I’VE noticed online there seems to be a lot more people working from home, given everything that’s happening in the world just now with this coronavirus doing the rounds. I thought this week I’d put together a wee guide on what to expect when you work from the house.

You’ll start with great intentions, but they’ll all fall by the wayside. You’ll plan to get up at the time you normally would if you were heading into work. You’ll plan to use the time you’d spend travelling to work to have a nice breakfast to set you up for the day. You’ll plan to get dressed. You’ll do nothing of the sort.

You’ll awake when your alarm goes off, at which point you’ll scoff at it. “Don’t think so, pal,” you’ll say, then break your personal record for the amount of times you’ve hit snooze.

Then you’ll wake up in a panic maybe 45 minutes later, giving you seconds to get to the computer and log on. You’ll then applaud yourself for this accomplishment which simply must now be rewarded. A coffee will do nicely. “Och, might as well make a nice breakfast since I’m in the kitchen anyway.” You’ll be adventurous here, in ways your kitchen has never seen before. The frying pan’s out and the grill’s warming up, all the while the emails start to pour in.

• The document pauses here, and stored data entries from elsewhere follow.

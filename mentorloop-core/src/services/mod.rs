//! Collaborator services used around the pipeline

pub mod input;
pub mod logging;
pub mod retrieval;

pub use input::*;
pub use retrieval::*;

You’ll then sit down at your computer with your hearty meal. “I’ll stick the telly oan for a bit,” you say to yourself. “Just while I eat this, then I’ll turn it aff.” You technically started work at

nine but now it’s coming up for quarter to 11 and you’ve done hee haw.

You’re still in your jammies.

You check your emails. “Jeezo,” you say. “Is there always this many?” You go and make another coffee to psyche yourself up for this task. You check your phone while you drink your second coffee. When you come up for air and realise the time it’s now half 12. Lunchtime.

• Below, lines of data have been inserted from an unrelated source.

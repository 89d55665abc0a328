//! Configuration data structures

use crate::models::workflow::Stage;
use serde::{Deserialize, Serialize};
use std::collections::BTreeMap;
use std::path::{Path, PathBuf};

/// Logging level configuration
#[derive(Debug, Clone, Copy, Serialize, Deserialize, Default, PartialEq, Eq)]
pub enum LogLevel {
    #[serde(rename = "error")]
    Error,
    #[serde(rename = "warn")]
    Warn,
    #[serde(rename = "info")]
    #[default]
    Info,
    #[serde(rename = "debug")]
    Debug,
    #[serde(rename = "trace")]
    Trace,
}

/// Per-stage overrides of the policy limits
#[derive(Debug, Clone, Serialize, Deserialize, Default, PartialEq)]
pub struct StageLimits {
    /// Maximum agent invocations before escalating
    #[serde(default, skip_serializing_if = "Option::is_none")]
    pub max_attempts: Option<u32>,
    /// Minimum confidence for output to be accepted without review
    #[serde(default, skip_serializing_if = "Option::is_none")]
    pub confidence_threshold: Option<f64>,
}

/// Retry / escalation limits, constant for a deployment
#[derive(Debug, Clone, Serialize, Deserialize, PartialEq)]
pub struct PolicyConfig {
    /// Agent invocations allowed per stage (one initial attempt plus retries)
    #[serde(default = "default_max_attempts")]
    pub default_max_attempts: u32,
    /// Solve/verify rewinds allowed before escalating
    #[serde(default = "default_max_revisions")]
    pub max_revisions: u32,
    /// Overrides keyed by stage name (`parse`, `verify`, ...)
    #[serde(default)]
    pub stages: BTreeMap<String, StageLimits>,
}

fn default_max_attempts() -> u32 {
    3
}

fn default_max_revisions() -> u32 {
    3
}

impl Default for PolicyConfig {
    fn default() -> Self {
        let mut stages = BTreeMap::new();
        stages.insert(
            Stage::Parse.as_str().to_string(),
            StageLimits {
                max_attempts: None,
                confidence_threshold: Some(0.8),
            },
        );
        stages.insert(
            Stage::Verify.as_str().to_string(),
            StageLimits {
                max_attempts: None,
                confidence_threshold: Some(0.85),
            },
        );

        Self {
            default_max_attempts: default_max_attempts(),
            max_revisions: default_max_revisions(),
            stages,
        }
    }
}

impl PolicyConfig {
    fn limits(&self, stage: Stage) -> Option<&StageLimits> {
        self.stages.get(stage.as_str())
    }

    /// Maximum agent invocations for a stage
    pub fn max_attempts(&self, stage: Stage) -> u32 {
        self.limits(stage)
            .and_then(|l| l.max_attempts)
            .unwrap_or(self.default_max_attempts)
    }

    /// Confidence threshold for a stage, `None` when the stage is not gated
    pub fn confidence_threshold(&self, stage: Stage) -> Option<f64> {
        self.limits(stage).and_then(|l| l.confidence_threshold)
    }

    /// Builder-style override used by embedders and tests
    pub fn with_stage(mut self, stage: Stage, limits: StageLimits) -> Self {
        self.stages.insert(stage.as_str().to_string(), limits);
        self
    }

    /// Validate limits, returning every problem found
    pub fn validate(&self) -> Result<(), Vec<String>> {
        let mut errors = Vec::new();

        if !(1..=10).contains(&self.default_max_attempts) {
            errors.push("policy.default_max_attempts must be between 1 and 10".to_string());
        }
        if self.max_revisions > 10 {
            errors.push("policy.max_revisions cannot exceed 10".to_string());
        }

        for (name, limits) in &self.stages {
            match name.parse::<Stage>() {
                Ok(stage) if stage.is_agent_stage() => {}
                _ => {
                    errors.push(format!("policy.stages.{} is not an agent stage", name));
                    continue;
                }
            }
            if let Some(max) = limits.max_attempts {
                if !(1..=10).contains(&max) {
                    errors.push(format!(
                        "policy.stages.{}.max_attempts must be between 1 and 10",
                        name
                    ));
                }
            }
            if let Some(threshold) = limits.confidence_threshold {
                if !(0.0..=1.0).contains(&threshold) {
                    errors.push(format!(
                        "policy.stages.{}.confidence_threshold must be within [0, 1]",
                        name
                    ));
                }
            }
        }

        if errors.is_empty() {
            Ok(())
        } else {
            Err(errors)
        }
    }
}

/// Knowledge retrieval settings
#[derive(Debug, Clone, Serialize, Deserialize, PartialEq)]
pub struct RetrievalConfig {
    /// Directory of markdown / text knowledge documents (retrieval disabled when unset)
    #[serde(default, skip_serializing_if = "Option::is_none")]
    pub knowledge_dir: Option<PathBuf>,
    /// Maximum snippets attached to a run
    #[serde(default = "default_top_k")]
    pub top_k: usize,
    /// Minimum relevance score in [0, 1]
    #[serde(default = "default_min_score")]
    pub min_score: f64,
}

fn default_top_k() -> usize {
    5
}

fn default_min_score() -> f64 {
    0.2
}

impl Default for RetrievalConfig {
    fn default() -> Self {
        Self {
            knowledge_dir: None,
            top_k: default_top_k(),
            min_score: default_min_score(),
        }
    }
}

/// Text extraction commands for non-text input
#[derive(Debug, Clone, Serialize, Deserialize, PartialEq)]
pub struct InputConfig {
    /// Command that prints the text found in an image; the path is appended as argument
    #[serde(default, skip_serializing_if = "Option::is_none")]
    pub ocr_command: Option<String>,
    /// Command that prints the transcript of an audio file
    #[serde(default, skip_serializing_if = "Option::is_none")]
    pub speech_command: Option<String>,
    /// Extraction timeout in seconds
    #[serde(default = "default_input_timeout")]
    pub timeout_seconds: u32,
}

fn default_input_timeout() -> u32 {
    60
}

impl Default for InputConfig {
    fn default() -> Self {
        Self {
            ocr_command: None,
            speech_command: None,
            timeout_seconds: default_input_timeout(),
        }
    }
}

/// Main configuration structure
#[derive(Debug, Clone, Serialize, Deserialize)]
pub struct Configuration {
    /// Logging verbosity level
    #[serde(default)]
    pub log_level: LogLevel,
    /// Directory for the run store and session files (defaults to ~/.mentorloop)
    #[serde(default, skip_serializing_if = "Option::is_none")]
    pub data_dir: Option<PathBuf>,
    /// Default pipeline definition file
    #[serde(default, skip_serializing_if = "Option::is_none")]
    pub pipeline_file: Option<PathBuf>,
    #[serde(default)]
    pub policy: PolicyConfig,
    #[serde(default)]
    pub retrieval: RetrievalConfig,
    #[serde(default)]
    pub input: InputConfig,
}

impl Default for Configuration {
    fn default() -> Self {
        Self {
            log_level: LogLevel::Info,
            data_dir: None,
            pipeline_file: None,
            policy: PolicyConfig::default(),
            retrieval: RetrievalConfig::default(),
            input: InputConfig::default(),
        }
    }
}

impl Configuration {
    /// Load configuration from file
    pub fn load_from_file(path: &Path) -> Result<Self, Box<dyn std::error::Error>> {
        if path.exists() {
            let content = std::fs::read_to_string(path)?;
            let config: Configuration = toml::from_str(&content)?;
            Ok(config)
        } else {
            // Return default configuration if file doesn't exist
            Ok(Configuration::default())
        }
    }

    /// Save configuration to file
    pub fn save_to_file(&self, path: &Path) -> Result<(), Box<dyn std::error::Error>> {
        let content = toml::to_string_pretty(self)?;
        if let Some(parent) = path.parent() {
            std::fs::create_dir_all(parent)?;
        }
        std::fs::write(path, content)?;
        Ok(())
    }

    /// Get the XDG config directory path
    pub fn default_config_path() -> Result<PathBuf, Box<dyn std::error::Error>> {
        let config_dir = dirs::config_dir().ok_or("Could not determine config directory")?;
        Ok(config_dir.join("mentorloop").join("config.toml"))
    }

    /// Directory holding the run store and session files
    pub fn data_dir(&self) -> PathBuf {
        self.data_dir.clone().unwrap_or_else(|| {
            dirs::home_dir()
                .unwrap_or_else(|| PathBuf::from("."))
                .join(".mentorloop")
        })
    }

    /// Validate configuration values
    pub fn validate(&self) -> Result<(), Vec<String>> {
        let mut errors = Vec::new();

        if let Err(policy_errors) = self.policy.validate() {
            errors.extend(policy_errors);
        }

        if self.retrieval.top_k == 0 || self.retrieval.top_k > 50 {
            errors.push("retrieval.top_k must be between 1 and 50".to_string());
        }
        if !(0.0..=1.0).contains(&self.retrieval.min_score) {
            errors.push("retrieval.min_score must be within [0, 1]".to_string());
        }

        if self.input.timeout_seconds == 0 || self.input.timeout_seconds > 3600 {
            errors.push("input.timeout_seconds must be between 1 and 3600".to_string());
        }

        if errors.is_empty() {
            Ok(())
        } else {
            Err(errors)
        }
    }
}
//! Bounded tail of process output
//!
//! Uses crossbeam_queue::ArrayQueue; when full, the oldest line is evicted
//! to make room for the new one.

use crossbeam_queue::ArrayQueue;
use std::sync::atomic::{AtomicU64, Ordering};
use std::sync::Arc;

/// Last lines written by a child process
#[derive(Clone)]
pub struct OutputTail {
    lines: Arc<ArrayQueue<String>>,
    evicted: Arc<AtomicU64>,
}

impl OutputTail {
    /// Keep at most `capacity` lines (at least one)
    pub fn new(capacity: usize) -> Self {
        Self {
            lines: Arc::new(ArrayQueue::new(capacity.max(1))),
            evicted: Arc::new(AtomicU64::new(0)),
        }
    }

    /// Append a line, evicting the oldest when full
    pub fn push(&self, line: String) {
        if let Some(_evicted) = self.lines.force_push(line) {
            self.evicted.fetch_add(1, Ordering::Relaxed);
        }
    }

    pub fn len(&self) -> usize {
        self.lines.len()
    }

    pub fn is_empty(&self) -> bool {
        self.lines.is_empty()
    }

    /// Lines dropped to respect the capacity
    pub fn evicted(&self) -> u64 {
        self.evicted.load(Ordering::Relaxed)
    }

    /// Drain the buffered lines into one string, oldest first
    pub fn take(&self) -> String {
        let mut lines = Vec::with_capacity(self.lines.len() + 1);
        let evicted = self.evicted();
        if evicted > 0 {
            lines.push(format!("... {} earlier lines omitted", evicted));
        }
        while let Some(line) = self.lines.pop() {
            lines.push(line);
        }
        lines.join("\n")
    }
}

impl Default for OutputTail {
    fn default() -> Self {
        Self::new(20)
    }
}
/// Handle the 'status' command
pub async fn handle_status(config_path: Option<PathBuf>, run_id: String, json: bool) -> Result<()> {
    let config = load_config(config_path)?;
    let persistence = open_persistence(&config)?;
    let run_uuid = parse_uuid(&run_id, "run ID")?;

    let record = persistence
        .get_run(run_uuid)
        .ok_or_else(|| anyhow!("Run '{}' not found", run_id))?;

    if json {
        let mut value = output::state_json(&record.state);
        value["status"] = serde_json::json!(record.status);
        value["escalations"] = serde_json::json!(record.escalations);
        value["updated_at"] = serde_json::json!(record.updated_at.to_rfc3339());
        println!("{}", serde_json::to_string_pretty(&value)?);
        return Ok(());
    }

    println!("Run Status");
    println!("==========");
    println!("Run ID:         {}", record.run_id);
    println!("Session:        {}", record.session_id);
    println!("Status:         {:?}", record.status);
    println!("Stage:          {}", record.stage);
    println!(
        "Started At:     {}",
        record.started_at.format("%Y-%m-%d %H:%M:%S")
    );
    if let Some(completed_at) = record.completed_at {
        println!(
            "Completed At:   {}",
            completed_at.format("%Y-%m-%d %H:%M:%S")
        );
        let duration = (completed_at - record.started_at).num_seconds();
        println!("Duration:       {} seconds", duration);
    }
    println!("Revisions:      {}", record.state.revision_count);
    println!("Escalations:    {}", record.escalations);
    println!();
    println!("{}", record.state.outcome_message());

    let pending = persistence.pending_reviews(Some(run_uuid));
    if !pending.is_empty() {
        println!();
        println!("Pending reviews:");
        for review in pending {
            println!("  {} (stage '{}')", review.handle, review.stage);
        }
    }

    Ok(())
}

You return to the kitchen, seeing the mess you made while rustling up your decadent breakfast. “I’ll have to clean this up before I do any more work, I cannae concentrate knowing this mess is in here.” You tidy up then make another mess as you fling together a cheese toastie for lunch. You sit down to eat this and watch Loose Women on the telly.

You finish your lunch and your third coffee but you’re feeling a wee bit tired. Doing nothing really does take it out of you. So you take your laptop and head into bed. Just one of the many mistakes you’ll make today. I cannot stress enough here how bad an idea this is. Do not work where you sleep and/or relax. You’ll never be able to switch off from work ever again.

I worked from home at a wee desk in my bedroom for about 18 months and it meant work was always on my mind. I couldn’t watch a film in bed at night without glancing over at my laptop and worrying about the emails I’d be waking up to. I’d pause the film to go and check if I missed anything and end up staying up til stupid o’clock doing work that could’ve waited til the next day.

An hour or so after climbing back into your unmade bed, you start to feel a bit bogging and wish you’d had a shower. But the work is piling up now because you’ve spent every moment up until this point doing absolutely nothing productive. You need to charge on. You go and make another coffee. This is the one that shakes you from your catatonia and into action. The curtains are thrown open, you get out of your jammies and into real clothes, and head back into the living room.

You’re at the computer now and you’re flying through work. Time becomes elastic when you work from home and you can either makes minutes’ worth of work last hours or complete hours’ worth of tasks in minutes. The coffee starts to course through your body, you can smell colours now. You are a machine, tackling any tasks with ruthless efficiency.

You have another coffee. You shouldn’t. Four is the limit

because you have no way of burning off the excess energy it gives you. I used to roll socks into a wee ball and kid on I was hitting free kicks, trying to get it into the washing machine from the living room. You could say this was procrastination, but it wasn’t – it was necessary. You need to get the blood pumping.

You sink coffees number five and six. You are standing over your computer now, legs apart in some kind of power stance. Smoke comes off your fingertips as you type. The phone goes and you bark your replies down the line. The work gets done as the caffeine crash you’re experiencing starts to really hit. You flop on to the couch. You are broken. Knackered. There’s so much caffeine in your body now it means when you go to bed later you’ll simply be staring at the inside of your own eyelids for hours. It’s a good laugh.